**MATERIAL FOR THIS TASK:**
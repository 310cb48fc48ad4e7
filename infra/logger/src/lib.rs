//! # Logger
//!
//! One place to install the global `tracing` subscriber for every Closetr binary.
//! Console output is compact, coloured and written to stderr so it never mixes
//! with a program's own stdout; file output goes through a
//! non-blocking rolling appender and can be switched to JSON lines.
//!
//! Filtering starts from [`LoggerBuilder::level`], then `RUST_LOG`, unless an
//! explicit directive string is passed to [`LoggerBuilder::env_filter`].
//!
//! ## Example
//!
//! ```rust
//! # use closetr_logger::{Logger, LevelFilter};
//!
//! let _logger = Logger::builder()
//!     .name("closetr-shell")
//!     .console(true)
//!     .level(LevelFilter::DEBUG)
//!     .init()
//!     .unwrap();
//! ```

mod error;

pub use crate::error::{LoggerError, LoggerErrorExt};
pub use tracing::level_filters::LevelFilter;
pub use tracing_appender::rolling::Rotation;

use std::fs;
use std::marker::PhantomData;
use std::path::PathBuf;
use tracing_appender::non_blocking::WorkerGuard;
use tracing_appender::rolling::RollingFileAppender;
use tracing_subscriber::fmt::layer;
use tracing_subscriber::layer::SubscriberExt;
use tracing_subscriber::util::SubscriberInitExt;
use tracing_subscriber::{EnvFilter, Layer};

const DEFAULT_MAX_FILES: usize = 7;
const LOG_FILE_SUFFIX: &str = "log";

#[derive(Debug)]
struct LoggerOptions {
    console: bool,
    directory: Option<PathBuf>,
    level: LevelFilter,
    rotation: Rotation,
    max_files: usize,
    json: bool,
    env_filter: Option<String>,
}

impl Default for LoggerOptions {
    fn default() -> Self {
        Self {
            console: true,
            directory: None,
            level: LevelFilter::INFO,
            rotation: Rotation::DAILY,
            max_files: DEFAULT_MAX_FILES,
            json: false,
            env_filter: None,
        }
    }
}

/// Builder state: no logger name yet.
#[derive(Debug)]
pub struct Unnamed;
/// Builder state: named logger.
#[derive(Debug)]
pub struct Named(String);
/// Builder state: console output only.
#[derive(Debug)]
pub struct ConsoleOnly;
/// Builder state: a log directory was configured.
#[derive(Debug)]
pub struct WithFile;

mod sealed {
    pub trait Sealed {}
}
impl sealed::Sealed for Unnamed {}
impl sealed::Sealed for Named {}
impl sealed::Sealed for ConsoleOnly {}
impl sealed::Sealed for WithFile {}

/// Typestate builder for the global tracing subscriber.
///
/// `init` is only reachable once a name has been set; file-only knobs
/// (`rotation`, `max_files`, `json`) only exist after `directory`.
#[derive(Debug)]
pub struct LoggerBuilder<N: sealed::Sealed = Unnamed, F: sealed::Sealed = ConsoleOnly> {
    options: LoggerOptions,
    name: N,
    output: PhantomData<F>,
}

impl<F: sealed::Sealed> LoggerBuilder<Unnamed, F> {
    /// Names the logger. The name prefixes rolling log files.
    pub fn name(self, name: impl Into<String>) -> LoggerBuilder<Named, F> {
        LoggerBuilder { options: self.options, name: Named(name.into()), output: PhantomData }
    }
}

impl LoggerBuilder<Named, WithFile> {
    /// Maximum number of rotated files kept on disk.
    #[must_use = "The builder must be configured before it can be used to initialize the logger."]
    pub const fn max_files(mut self, max: usize) -> Self {
        self.options.max_files = max;
        self
    }

    #[must_use = "The builder must be configured before it can be used to initialize the logger."]
    pub const fn rotation(mut self, rotation: Rotation) -> Self {
        self.options.rotation = rotation;
        self
    }

    /// Writes file output as JSON lines.
    #[must_use = "The builder must be configured before it can be used to initialize the logger."]
    pub const fn json(mut self) -> Self {
        self.options.json = true;
        self
    }
}

impl<F: sealed::Sealed> LoggerBuilder<Named, F> {
    #[must_use = "The builder must be configured before it can be used to initialize the logger."]
    pub const fn level(mut self, level: LevelFilter) -> Self {
        self.options.level = level;
        self
    }

    /// Explicit filter directives (e.g. `closetr_register=debug,closetr_shell=info`).
    ///
    /// Takes precedence over `RUST_LOG`. Invalid directives make [`LoggerBuilder::init`] fail.
    #[must_use = "The builder must be configured before it can be used to initialize the logger."]
    pub fn env_filter(mut self, filter: impl Into<String>) -> Self {
        self.options.env_filter = Some(filter.into());
        self
    }

    #[must_use = "The builder must be configured before it can be used to initialize the logger."]
    pub const fn console(mut self, enabled: bool) -> Self {
        self.options.console = enabled;
        self
    }

    /// Enables rolling file output into `directory`, which is created if missing.
    pub fn directory(self, directory: impl Into<PathBuf>) -> LoggerBuilder<Named, WithFile> {
        let mut options = self.options;
        options.directory = Some(directory.into());
        LoggerBuilder { options, name: self.name, output: PhantomData }
    }

    /// Installs the global subscriber.
    ///
    /// The returned [`Logger`] owns the file writer's [`WorkerGuard`]; keep it alive
    /// until shutdown or buffered lines are lost.
    ///
    /// # Errors
    /// * [`LoggerError::InvalidConfiguration`] for an empty name, `max_files == 0`,
    ///   unparsable filter directives or when no output is enabled.
    /// * [`LoggerError::Appender`] / [`LoggerError::Internal`] when the log directory is unusable.
    /// * [`LoggerError::Subscriber`] when a global subscriber is already installed.
    pub fn init(self) -> Result<Logger, LoggerError> {
        let LoggerBuilder { options, name: Named(name), .. } = self;
        validate(&options, &name)?;

        let filter = env_filter(&options)?;
        let mut layers = Vec::new();

        if options.console {
            layers.push(layer().compact().with_ansi(true).with_writer(std::io::stderr).boxed());
        }

        let guard = match &options.directory {
            Some(directory) => {
                fs::create_dir_all(directory).map_err(|e| LoggerError::Internal {
                    message: e.to_string().into(),
                    context: Some(format!("Failed to create {}", directory.display()).into()),
                })?;

                let appender = RollingFileAppender::builder()
                    .rotation(options.rotation.clone())
                    .filename_prefix(&name)
                    .filename_suffix(LOG_FILE_SUFFIX)
                    .max_log_files(options.max_files)
                    .build(directory)
                    .context("Building rolling appender")?;

                let (writer, guard) = tracing_appender::non_blocking(appender);
                let file = layer().with_writer(writer).with_ansi(false);
                layers.push(if options.json { file.json().boxed() } else { file.boxed() });

                Some(guard)
            },
            None => None,
        };

        if layers.is_empty() {
            return Err(LoggerError::InvalidConfiguration {
                message: "No logging output enabled; enable the console or set a directory".into(),
                context: None,
            });
        }

        tracing_subscriber::registry()
            .with(filter)
            .with(layers)
            .try_init()
            .context("Installing global subscriber")?;

        tracing::debug!(logger = %name, file = guard.is_some(), "Logging initialized");

        Ok(Logger { guard })
    }
}

/// Handle to the installed logging system.
///
/// Dropping it flushes and stops the background file writer.
#[must_use = "Dropping this handle will stop background logging threads."]
#[derive(Debug)]
pub struct Logger {
    guard: Option<WorkerGuard>,
}

impl Logger {
    /// Starts configuring the global subscriber.
    ///
    /// ```rust
    /// use closetr_logger::{LevelFilter, Logger};
    ///
    /// let _logger = Logger::builder()
    ///     .name("closetr")
    ///     .level(LevelFilter::WARN)
    ///     .init()
    ///     .unwrap();
    /// ```
    #[must_use = "The builder must be configured before it can be used to initialize the logger."]
    pub fn builder() -> LoggerBuilder {
        LoggerBuilder { options: LoggerOptions::default(), name: Unnamed, output: PhantomData }
    }

    /// The file writer guard, present only when file output is enabled.
    #[must_use]
    pub const fn guard(&self) -> Option<&WorkerGuard> {
        self.guard.as_ref()
    }
}

impl Drop for Logger {
    fn drop(&mut self) {
        if self.guard.is_some() {
            tracing::info!("Logging system shutting down, flushing buffers...");
        }
    }
}

fn validate(options: &LoggerOptions, name: &str) -> Result<(), LoggerError> {
    if name.trim().is_empty() {
        return Err(LoggerError::InvalidConfiguration {
            message: "Logger name cannot be empty".into(),
            context: None,
        });
    }

    if options.max_files == 0 {
        return Err(LoggerError::InvalidConfiguration {
            message: "max_files must be greater than zero".into(),
            context: None,
        });
    }

    Ok(())
}

fn env_filter(options: &LoggerOptions) -> Result<EnvFilter, LoggerError> {
    let builder = EnvFilter::builder().with_default_directive(options.level.into());

    match &options.env_filter {
        None => Ok(builder.from_env_lossy()),
        Some(directives) => {
            builder.parse(directives).map_err(|e| LoggerError::InvalidConfiguration {
                message: format!("Invalid filter '{directives}': {e}").into(),
                context: None,
            })
        },
    }
}
pub mod error;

**YOUR ASSIGNMENT:** Exactly as written, reproduce the lines of the data above from the first line through the line where "it never mixes" appears.

**RESPONSE BELOW:**
repository 310cb48fc48ad4e7
filename infra/logger/src/lib.rs
//! # Logger
//!
//! One place to install the global `tracing` subscriber for every Closetr binary.
//! Console output is compact, coloured and written to stderr so it never mixes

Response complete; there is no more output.